What to observe, and how to state it

  1. Virtualized reporting. nvidia-smi run inside a pod reports the pod's memory limit as the device memory, not the card's full 48 GB. That is HAMi-core rewriting the view the container sees.
  2. Memory cap enforcement. A CUDA allocation that grows past the slice limit fails. Demonstrate the behavior; do not assert an exact byte boundary. The cap is enforced through CUDA interception, and the precise point at which an allocation is refused depends on allocator and driver behavior. The precise claim is "allocations beyond the slice are refused," not "it fails at exactly N bytes."

Record both observations into the repo's validation reports as evidence for the isolation claim.

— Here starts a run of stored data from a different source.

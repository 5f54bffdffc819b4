//! Structured error types shared across JTH crates.

use std::collections::BTreeMap;
use std::fmt::{self, Display};

use serde::{Deserialize, Serialize};
use thiserror::Error;

/// Structured payload attached to every [`JthError`] variant.
#[derive(Debug, Clone, PartialEq, Eq, Serialize, Deserialize)]
pub struct ErrorInfo {
    /// Stable machine readable error code.
    pub code: String,
    /// Human readable diagnostic message.
    pub message: String,
    /// Contextual key value pairs (keys, paths, dimensions, etc.).
    #[serde(default)]
    pub context: BTreeMap<String, String>,
    /// Optional hint that may help the caller resolve the issue.
    #[serde(skip_serializing_if = "Option::is_none")]
    pub hint: Option<String>,
}

impl ErrorInfo {
    /// Creates a new error payload with the provided code and message.
    pub fn new(code: impl Into<String>, message: impl Into<String>) -> Self {
        Self {
            code: code.into(),
            message: message.into(),
            context: BTreeMap::new(),
            hint: None,
        }
    }

    /// Adds a context entry to the payload.
    pub fn with_context(mut self, key: impl Into<String>, value: impl Into<String>) -> Self {
        self.context.insert(key.into(), value.into());
        self
    }

    /// Sets a human readable hint for remediation.
    pub fn with_hint(mut self, hint: impl Into<String>) -> Self {
        self.hint = Some(hint.into());
        self
    }
}

/// Canonical error type for table lookups.
#[derive(Debug, Clone, PartialEq, Eq, Serialize, Deserialize, Error)]
#[serde(tag = "family", content = "detail")]
pub enum JthError {
    /// A variable name, declared type or origin could not be bound.
    #[error("unsupported configuration: {0}")]
    Unsupported(ErrorInfo),
    /// The lookup table could not be loaded from its source.
    #[error("table load error: {0}")]
    TableLoad(ErrorInfo),
    /// Axis count or table dimensionality problems.
    #[error("dimension error: {0}")]
    Dimension(ErrorInfo),
    /// Event context key lookups and insertions.
    #[error("context error: {0}")]
    Context(ErrorInfo),
    /// Auxiliary jet attribute lookups and insertions.
    #[error("attribute error: {0}")]
    Attribute(ErrorInfo),
    /// Misuse of the input state machine.
    #[error("lifecycle error: {0}")]
    Lifecycle(ErrorInfo),
    /// Invalid table construction or bin addressing.
    #[error("table error: {0}")]
    Table(ErrorInfo),
    /// Serialization and configuration decoding errors.
    #[error("serde error: {0}")]
    Serde(ErrorInfo),
}

impl Display for ErrorInfo {
    fn fmt(&self, f: &mut fmt::Formatter<'_>) -> fmt::Result {
        write!(f, "{} (code: {})", self.message, self.code)?;
        if !self.context.is_empty() {
            write!(f, " | context: [")?;
            for (idx, (key, value)) in self.context.iter().enumerate() {
                if idx > 0 {
                    write!(f, ", ")?;
                }
                write!(f, "{key}={value}")?;
            }
            write!(f, "]")?;
        }
        if let Some(hint) = &self.hint {
            write!(f, " | hint: {hint}")?;
        }
        Ok(())
    }
}

impl JthError {
    /// Returns a reference to the payload describing the error.
    pub fn info(&self) -> &ErrorInfo {
        match self {
            JthError::Unsupported(info)
            | JthError::TableLoad(info)
            | JthError::Dimension(info)
            | JthError::Context(info)
            | JthError::Attribute(info)
            | JthError::Lifecycle(info)
            | JthError::Table(info)
            | JthError::Serde(info) => info,
        }
    }

    /// Shorthand for the stable code of the payload.
    pub fn code(&self) -> &str {
        &self.info().code
    }

    /// Rewrites the payload while keeping the error family.
    pub fn map_info(self, f: impl FnOnce(ErrorInfo) -> ErrorInfo) -> JthError {
        match self {
            JthError::Unsupported(info) => JthError::Unsupported(f(info)),
            JthError::TableLoad(info) => JthError::TableLoad(f(info)),
            JthError::Dimension(info) => JthError::Dimension(f(info)),
            JthError::Context(info) => JthError::Context(f(info)),
            JthError::Attribute(info) => JthError::Attribute(f(info)),
            JthError::Lifecycle(info) => JthError::Lifecycle(f(info)),
            JthError::Table(info) => JthError::Table(f(info)),
            JthError::Serde(info) => JthError::Serde(f(info)),
        }
    }
}
use jth_core::{LookupTable, TableAxis};
use jth_table::{BinAxis, Histogram};

fn index_histogram_1d() -> Histogram {
    let mut hist = Histogram::new("1D", vec![BinAxis::uniform(500, 0.0, 1000.0).unwrap()]).unwrap();
    hist.fill_with(|bins| bins[0] as f64);
    hist
}

#[test]
fn one_dimensional_linear_between_centres() {
    let hist = index_histogram_1d();
    // centres of bins 256 and 257 are 511 and 513
    let value = hist.interpolate(&[512.3]).unwrap();
    assert!((value - 256.65).abs() < 1e-9);
    assert_eq!(value.round() as usize, hist.axes()[0].find_bin(512.3));
}

#[test]
fn one_dimensional_constant_beyond_centres() {
    let hist = index_histogram_1d();
    assert_eq!(hist.interpolate(&[0.2]).unwrap(), 1.0);
    assert_eq!(hist.interpolate(&[-50.0]).unwrap(), 1.0);
    assert_eq!(hist.interpolate(&[999.5]).unwrap(), 500.0);
    assert_eq!(hist.interpolate(&[1e9]).unwrap(), 500.0);
}

#[test]
fn two_dimensional_bilinear() {
    let axes = vec![
        BinAxis::uniform(100, 0.0, 1000.0).unwrap(),
        BinAxis::uniform(100, 0.0, 1000.0).unwrap(),
    ];
    let mut hist = Histogram::new("2D", axes).unwrap();
    hist.fill_with(|bins| (bins[0] + bins[1]) as f64);
    // content is linear in both bin indices, so the interpolation is exact
    // between centres: centre of bin i is 10 i - 5
    let value = hist.interpolate(&[250.0, 730.0]).unwrap();
    let expected = (250.0 + 5.0) / 10.0 + (730.0 + 5.0) / 10.0;
    assert!((value - expected).abs() < 1e-9);
}

#[test]
fn three_dimensional_trilinear() {
    let axes = vec![
        BinAxis::uniform(4, 0.0, 4.0).unwrap(),
        BinAxis::uniform(3, 0.0, 3.0).unwrap(),
        BinAxis::variable(vec![0.0, 1.0, 3.0]).unwrap(),
    ];
    let mut hist = Histogram::new("3D", axes).unwrap();
    hist.fill_with(|bins| (bins[0] * 100 + bins[1] * 10 + bins[2]) as f64);
    assert_eq!(hist.dimensionality(), 3);
    // exact at a bin centre
    assert_eq!(hist.interpolate(&[1.5, 0.5, 2.0]).unwrap(), 212.0);
    // halfway along x between bins 2 and 3
    let value = hist.interpolate(&[2.0, 0.5, 0.5]).unwrap();
    assert!((value - 261.0).abs() < 1e-9);
}

#[test]
fn wrong_coordinate_count() {
    let hist = index_histogram_1d();
    let err = hist.interpolate(&[1.0, 2.0]).unwrap_err();
    assert_eq!(err.code(), "dimension-mismatch");
    assert_eq!(hist.interpolate(&[f64::NAN]).unwrap_err().code(), "nan-coordinate");
}

#[test]
fn construction_checks() {
    let axis = BinAxis::uniform(2, 0.0, 1.0).unwrap();
    let err = Histogram::with_contents("h", vec![axis.clone()], vec![1.0]).unwrap_err();
    assert_eq!(err.code(), "content-size");
    let err = Histogram::new("h", vec![]).unwrap_err();
    assert_eq!(err.code(), "unsupported-dimensionality");
    let err = Histogram::new("h", vec![axis.clone(), axis.clone(), axis.clone(), axis.clone()])
        .unwrap_err();
    assert_eq!(err.code(), "unsupported-dimensionality");

    let mut hist = Histogram::new("h", vec![axis]).unwrap();
    assert_eq!(hist.set_bin_content(&[0], 1.0).unwrap_err().code(), "bin-index");
    assert_eq!(hist.set_bin_content(&[3], 1.0).unwrap_err().code(), "bin-index");
    hist.set_bin_content(&[2], 4.0).unwrap();
    assert_eq!(hist.bin_content(&[2]).unwrap(), 4.0);
}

Keep it separate from the simulation evidence; they back different claims.

Relationship to the simulation lesson

../hami-scheduling-sim/ proved the scheduler places fractional requests correctly, for free, with no GPU. This lesson proves the runtime holds a placed pod to its slice, on one cheap real GPU. Together they cover both halves of HAMi. Neither one covers the other's half, which is the entire point of keeping them apart.